Es reicht nicht zu sagen: ”Wir folgen einfach den Empfehlungen des Systems.”

Drei Situationen, in denen Unternehmen Anbieter werden können: 

Hier sind die Szenarien, in denen viele –ohne es zu wissen – von Auftraggebern zu Anbietern wechseln.   

Wenn eine kleine Anpassung große Konsequenzen hat

Ein externes KI-System wird unverändert in Betrieb genommen. Um das System “etwas besser” zu machen, wird das Modell von einem Entwickler so angepasst, dass es besser zu den Daten und Arbeitsabläufen des Unternehmens passt. 

Obwohl die Änderung begrenzt erscheint, bedeutet sie, dass das Unternehmen nun Einfluss auf die Funktionsweise der KI hat.
Dies löst eine Verschiebung der Verantwortung aus: Das Unternehmen gilt dann als Anbieter nach dem KI-Gesetz. 
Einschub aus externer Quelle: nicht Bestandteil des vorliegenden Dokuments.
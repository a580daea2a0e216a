use anyhow::Context;
use clap::{Parser, Subcommand};
use tokio::time::Duration;
use tracing::{error, info};
use tracing_subscriber::{layer::SubscriberExt, util::SubscriberInitExt};

use mental_health_platform::accounts::AccountService;
use mental_health_platform::admin::AnalyticsService;
use mental_health_platform::api;
use mental_health_platform::audit::AuditLogger;
use mental_health_platform::auth::SessionStore;
use mental_health_platform::config::AppConfig;
use mental_health_platform::database::{now, Database};
use mental_health_platform::state::AppState;

const SESSION_PURGE_INTERVAL_SECS: u64 = 3600;

#[derive(Parser)]
#[command(name = "mental-health-platform", version, about = "Mental health support service")]
struct Cli {
    /// Path to a TOML configuration file
    #[arg(short, long, global = true)]
    config: Option<String>,

    #[command(subcommand)]
    command: Option<Command>,
}

#[derive(Subcommand)]
enum Command {
    /// Run migrations and serve the HTTP API (default)
    Serve,
    /// Apply database migrations and exit
    Migrate,
    /// Store today's analytics snapshot and exit
    Snapshot,
    /// Create an administrator account
    CreateAdmin {
        #[arg(long)]
        username: String,
        #[arg(long)]
        email: String,
        #[arg(long)]
        password: String,
        #[arg(long, default_value = "USA")]
        country: String,
    },
}

#[tokio::main]
async fn main() -> anyhow::Result<()> {
    tracing_subscriber::registry()
        .with(
            tracing_subscriber::EnvFilter::try_from_default_env()
                .unwrap_or_else(|_| "mental_health_platform=debug,tower_http=debug".into()),
        )
        .with(tracing_subscriber::fmt::layer())
        .init();

    let cli = Cli::parse();
    let config = AppConfig::load(cli.config.as_deref()).context("loading configuration")?;
    info!("Configuration loaded");

    let database = Database::new(&config.database_url)
        .await
        .context("connecting to database")?;
    database.run_migrations().await.context("running migrations")?;
    info!("Database migrations completed");

    match cli.command.unwrap_or(Command::Serve) {
        Command::Serve => serve(config, database).await,
        Command::Migrate => Ok(()),
        Command::Snapshot => {
            let snapshot = AnalyticsService::new(database.pool().clone())
                .snapshot(now().date_naive())
                .await?;
            info!("Snapshot stored for {}", snapshot.date);
            Ok(())
        }
        Command::CreateAdmin {
            username,
            email,
            password,
            country,
        } => {
            let state = AppState::new(config, database);
            let admin = AccountService::new(state.pool(), state.config.clone())
                .create_admin(&username, &email, &password, &country)
                .await?;
            info!("Admin account {} created", admin.id);
            Ok(())
        }
    }
}

async fn serve(config: AppConfig, database: Database) -> anyhow::Result<()> {
    let state = AppState::new(config, database);
    spawn_background_tasks(&state);

    let addr = state.config.bind_address();
    let app = api::router(state);

    let listener = tokio::net::TcpListener::bind(&addr)
        .await
        .with_context(|| format!("binding {}", addr))?;
    info!("Server listening on {}", addr);

    axum::serve(listener, app)
        .with_graceful_shutdown(async {
            if let Err(e) = tokio::signal::ctrl_c().await {
                error!("Failed to listen for shutdown signal: {}", e);
            }
            info!("Shutting down");
        })
        .await?;
    Ok(())
}

fn spawn_background_tasks(state: &AppState) {
    let config = state.config.clone();

    if config.analytics.enabled {
        let analytics = AnalyticsService::new(state.pool());
        let period = Duration::from_secs(config.analytics.snapshot_interval_secs);
        tokio::spawn(async move {
            let mut interval = tokio::time::interval(period);
            loop {
                interval.tick().await;
                if let Err(e) = analytics.snapshot(now().date_naive()).await {
                    error!("Failed to store analytics snapshot: {}", e);
                }
            }
        });
        info!("Analytics snapshot task started");
    }

    if config.audit.retention_days > 0 {
        let audit = AuditLogger::new(state.pool());
        let retention_days = config.audit.retention_days;
        let period = Duration::from_secs(config.audit.purge_interval_secs);
        tokio::spawn(async move {
            let mut interval = tokio::time::interval(period);
            loop {
                interval.tick().await;
                if let Err(e) = audit.purge_older_than(retention_days).await {
                    error!("Failed to purge audit log: {}", e);
                }
            }
        });
        info!("Audit retention task started ({} days)", retention_days);
    }

    let sessions = SessionStore::new(state.pool(), config.auth.session_ttl_secs);
    tokio::spawn(async move {
        let mut interval = tokio::time::interval(Duration::from_secs(SESSION_PURGE_INTERVAL_SECS));
        loop {
            interval.tick().await;
            if let Err(e) = sessions.purge_expired().await {
                error!("Failed to purge expired sessions: {}", e);
            }
        }
    });
}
Wenn der Zweck die Verantwortung ändert  

Ein generatives KI-System wird zunächst als internes Wissenstool verwendet.
Später wird es Teil des HR-Prozesses des Unternehmens und dient der Prüfung von Bewerbern. 

Sobald die KI an Entscheidungen beteiligt ist, die die Chancen und Rechte der Menschen beeinträchtigen können, ändert sich das Risikoniveau erheblich.
Das bedeutet, dass das Unternehmen nicht mehr nur KI nutzt, sondern die Anbieterverantwortung nach dem KI-Gesetz übernimmt. 
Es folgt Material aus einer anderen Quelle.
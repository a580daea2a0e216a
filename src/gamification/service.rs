use std::sync::Arc;

use chrono::NaiveDate;
use serde::Serialize;
use sqlx::SqlitePool;
use tracing::{debug, info};

use super::streak::Streak;
use crate::config::AppConfig;
use crate::database::models::{Achievement, EarnedAchievement, UserStreak};
use crate::database::now;
use crate::error::AppError;
use crate::notifications::{NotificationService, NotificationType};

/// Metric an achievement is measured against.
#[derive(Debug, Clone, Copy, PartialEq, Eq)]
pub enum Requirement {
    MoodEntries,
    MoodStreak,
    ActivitiesCompleted,
    JournalEntries,
    ForumPosts,
}

impl Requirement {
    pub fn from_str(s: &str) -> Option<Self> {
        match s {
            "mood_entry" => Some(Requirement::MoodEntries),
            "mood_streak" => Some(Requirement::MoodStreak),
            "activities_completed" => Some(Requirement::ActivitiesCompleted),
            "journal_entries" => Some(Requirement::JournalEntries),
            "forum_posts" => Some(Requirement::ForumPosts),
            _ => None,
        }
    }
}

#[derive(Debug, Clone, Serialize)]
pub struct GamificationSummary {
    pub streak: UserStreak,
    pub earned: Vec<EarnedAchievement>,
    pub available: Vec<Achievement>,
}

/// Points, streaks and achievements.
pub struct GamificationService {
    pool: SqlitePool,
    config: Arc<AppConfig>,
}

impl GamificationService {
    pub fn new(pool: SqlitePool, config: Arc<AppConfig>) -> Self {
        Self { pool, config }
    }

    pub async fn award_points(&self, user_id: &str, points: i64) -> Result<(), AppError> {
        if !self.config.gamification.enabled || points <= 0 {
            return Ok(());
        }
        self.ensure_streak_row(user_id).await?;
        sqlx::query("UPDATE user_streaks SET total_points = total_points + ?, updated_at = ? WHERE user_id = ?")
            .bind(points)
            .bind(now())
            .bind(user_id)
            .execute(&self.pool)
            .await?;
        debug!("Awarded {} points to {}", points, user_id);
        Ok(())
    }

    pub async fn streak(&self, user_id: &str) -> Result<UserStreak, AppError> {
        self.ensure_streak_row(user_id).await?;
        let streak = sqlx::query_as::<_, UserStreak>("SELECT * FROM user_streaks WHERE user_id = ?")
            .bind(user_id)
            .fetch_one(&self.pool)
            .await?;
        Ok(streak)
    }

    /// Advance the mood streak for an entry dated `day`. Sends a streak
    /// notification the day the configured threshold is reached.
    pub async fn record_mood_day(&self, user_id: &str, day: NaiveDate) -> Result<Streak, AppError> {
        let row = self.streak(user_id).await?;
        let before = Streak::new(row.current_mood_streak, row.longest_mood_streak, row.last_mood_entry);
        let after = before.advance(day);
        if after == before {
            return Ok(after);
        }

        sqlx::query(
            r#"
            UPDATE user_streaks
            SET current_mood_streak = ?, longest_mood_streak = ?, last_mood_entry = ?, updated_at = ?
            WHERE user_id = ?
            "#,
        )
        .bind(after.current)
        .bind(after.longest)
        .bind(after.last)
        .bind(now())
        .bind(user_id)
        .execute(&self.pool)
        .await?;

        let threshold = self.config.gamification.mood_streak_threshold;
        if self.config.gamification.enabled && after.current == threshold {
            NotificationService::new(self.pool.clone())
                .notify(
                    user_id,
                    NotificationType::Achievement,
                    &format!("{}-day mood streak!", threshold),
                    "You have checked in every day. Keep it going!",
                    Some("/achievements"),
                )
                .await?;
        }
        Ok(after)
    }

    pub async fn record_activity_day(&self, user_id: &str, day: NaiveDate) -> Result<Streak, AppError> {
        let row = self.streak(user_id).await?;
        let before = Streak::new(row.current_activity_streak, row.longest_activity_streak, row.last_activity);
        let after = before.advance(day);
        if after == before {
            return Ok(after);
        }

        sqlx::query(
            r#"
            UPDATE user_streaks
            SET current_activity_streak = ?, longest_activity_streak = ?, last_activity = ?, updated_at = ?
            WHERE user_id = ?
            "#,
        )
        .bind(after.current)
        .bind(after.longest)
        .bind(after.last)
        .bind(now())
        .bind(user_id)
        .execute(&self.pool)
        .await?;
        Ok(after)
    }

    async fn metric(&self, user_id: &str, requirement: Requirement) -> Result<i64, AppError> {
        let sql = match requirement {
            Requirement::MoodEntries => "SELECT COUNT(*) FROM mood_entries WHERE user_id = ?",
            Requirement::MoodStreak => {
                "SELECT MAX(current_mood_streak, longest_mood_streak) FROM user_streaks WHERE user_id = ?"
            }
            Requirement::ActivitiesCompleted => {
                "SELECT COUNT(*) FROM user_activity_logs WHERE user_id = ? AND completed = 1"
            }
            Requirement::JournalEntries => "SELECT COUNT(*) FROM journal_entries WHERE user_id = ?",
            Requirement::ForumPosts => "SELECT COUNT(*) FROM forum_posts WHERE author_id = ?",
        };
        let value: Option<i64> = sqlx::query_scalar(sql)
            .bind(user_id)
            .fetch_optional(&self.pool)
            .await?;
        Ok(value.unwrap_or(0))
    }

    /// Award every active achievement the user now qualifies for.
    pub async fn evaluate(&self, user_id: &str) -> Result<Vec<Achievement>, AppError> {
        if !self.config.gamification.enabled {
            return Ok(Vec::new());
        }

        let pending = sqlx::query_as::<_, Achievement>(
            r#"
            SELECT a.* FROM achievements a
            WHERE a.is_active = 1
              AND NOT EXISTS (
                  SELECT 1 FROM user_achievements ua WHERE ua.achievement_id = a.id AND ua.user_id = ?
              )
            ORDER BY a.requirement_count ASC
            "#,
        )
        .bind(user_id)
        .fetch_all(&self.pool)
        .await?;

        let notifications = NotificationService::new(self.pool.clone());
        let mut earned = Vec::new();
        for achievement in pending {
            let Some(requirement) = Requirement::from_str(&achievement.requirement_type) else {
                continue;
            };
            if self.metric(user_id, requirement).await? < achievement.requirement_count {
                continue;
            }

            let inserted = sqlx::query(
                "INSERT OR IGNORE INTO user_achievements (user_id, achievement_id, earned_at) VALUES (?, ?, ?)",
            )
            .bind(user_id)
            .bind(achievement.id)
            .bind(now())
            .execute(&self.pool)
            .await?;
            if inserted.rows_affected() == 0 {
                continue;
            }

            self.award_points(user_id, achievement.points).await?;
            notifications
                .notify(
                    user_id,
                    NotificationType::Achievement,
                    &format!("Achievement unlocked: {}", achievement.name),
                    &achievement.description,
                    Some("/achievements"),
                )
                .await?;
            info!("User {} earned achievement {}", user_id, achievement.slug);
            earned.push(achievement);
        }
        Ok(earned)
    }

    pub async fn earned(&self, user_id: &str) -> Result<Vec<EarnedAchievement>, AppError> {
        let rows = sqlx::query_as::<_, EarnedAchievement>(
            r#"
            SELECT a.slug, a.name, a.icon, a.points, ua.earned_at
            FROM user_achievements ua JOIN achievements a ON a.id = ua.achievement_id
            WHERE ua.user_id = ?
            ORDER BY ua.earned_at DESC
            "#,
        )
        .bind(user_id)
        .fetch_all(&self.pool)
        .await?;
        Ok(rows)
    }

    pub async fn summary(&self, user_id: &str) -> Result<GamificationSummary, AppError> {
        let streak = self.streak(user_id).await?;
        let earned = self.earned(user_id).await?;
        let available = sqlx::query_as::<_, Achievement>(
            r#"
            SELECT a.* FROM achievements a
            WHERE a.is_active = 1
              AND NOT EXISTS (
                  SELECT 1 FROM user_achievements ua WHERE ua.achievement_id = a.id AND ua.user_id = ?
              )
            ORDER BY a.points ASC
            "#,
        )
        .bind(user_id)
        .fetch_all(&self.pool)
        .await?;

        Ok(GamificationSummary {
            streak,
            earned,
            available,
        })
    }

    async fn ensure_streak_row(&self, user_id: &str) -> Result<(), AppError> {
        sqlx::query("INSERT OR IGNORE INTO user_streaks (user_id, updated_at) VALUES (?, ?)")
            .bind(user_id)
            .bind(now())
            .execute(&self.pool)
            .await?;
        Ok(())
    }
}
Wenn KI “Ihre eigene” wird

Ein Unternehmen integriert ein externes KI-Tool in sein Produkt und präsentiert es als Teil seiner eigenen Lösung. Für den Kunden erscheint die KI nun als unternehmenseigenes System. 

Sobald das Unternehmen KI unter eigenem Namen auf den Markt bringt, übernimmt es auch die Verantwortung für das System. Dies gilt unabhängig davon, wer die Technologie ursprünglich entwickelt hat. 

 Wie finden Sie die wahre Rolle des Unternehmens? 

  • Hat Ihr Unternehmen Einfluss darauf, wie die KI entwickelt, gebrandmarkt oder welche Arten von Technologie eingesetzt werden = Anbieter 
  • Handelt es sich um eine ”plug n’ play”-AI-Lösung oder eine Anwendung von KI ohne technische oder Markenänderungen = Commissioner.     

 

Eine Methode, die dabei helfen kann, die eigene Rolle zu untersuchen, die aber nie die einzige Beurteilung ist.  Diese Dokumentation ist für die Aufsicht und Anfragen von Behörden von entscheidender Bedeutung.   Das Unternehmen sollte immer in der Lage sein, Folgendes zu dokumentieren:   

  • welche KI-Systeme im Unternehmen eingesetzt werden  
  • Wo KI Teil von Prozessen ist  
  • Wie die eingesetzten KI-Systeme Menschen und menschenbezogene Entscheidungen beeinflussen
  • ob sich der Zweck der Nutzung der KI im Laufe der Zeit ändert  
  • ob technische Integrationen die Ausgabe oder die Logik ändern 

 

Fazit: Die Rolle beeinflusst die KI-Verantwortung 

Insofern ist die Rollenverteilung zwischen Anbieter und Auftraggeber durch die Unternehmensgrundlage für die gesamte Compliance-Einrichtung des Unternehmens bedingt.   

Die technische Verantwortung trägt der Anbieter und die operative Verantwortung der Auftraggeber.

Und weil die Rolle der Handlung folgt, müssen Unternehmen kontinuierlich dokumentieren und bewerten, ob sie im Haftungsmodell des AI Act noch am richtigen Platz sind.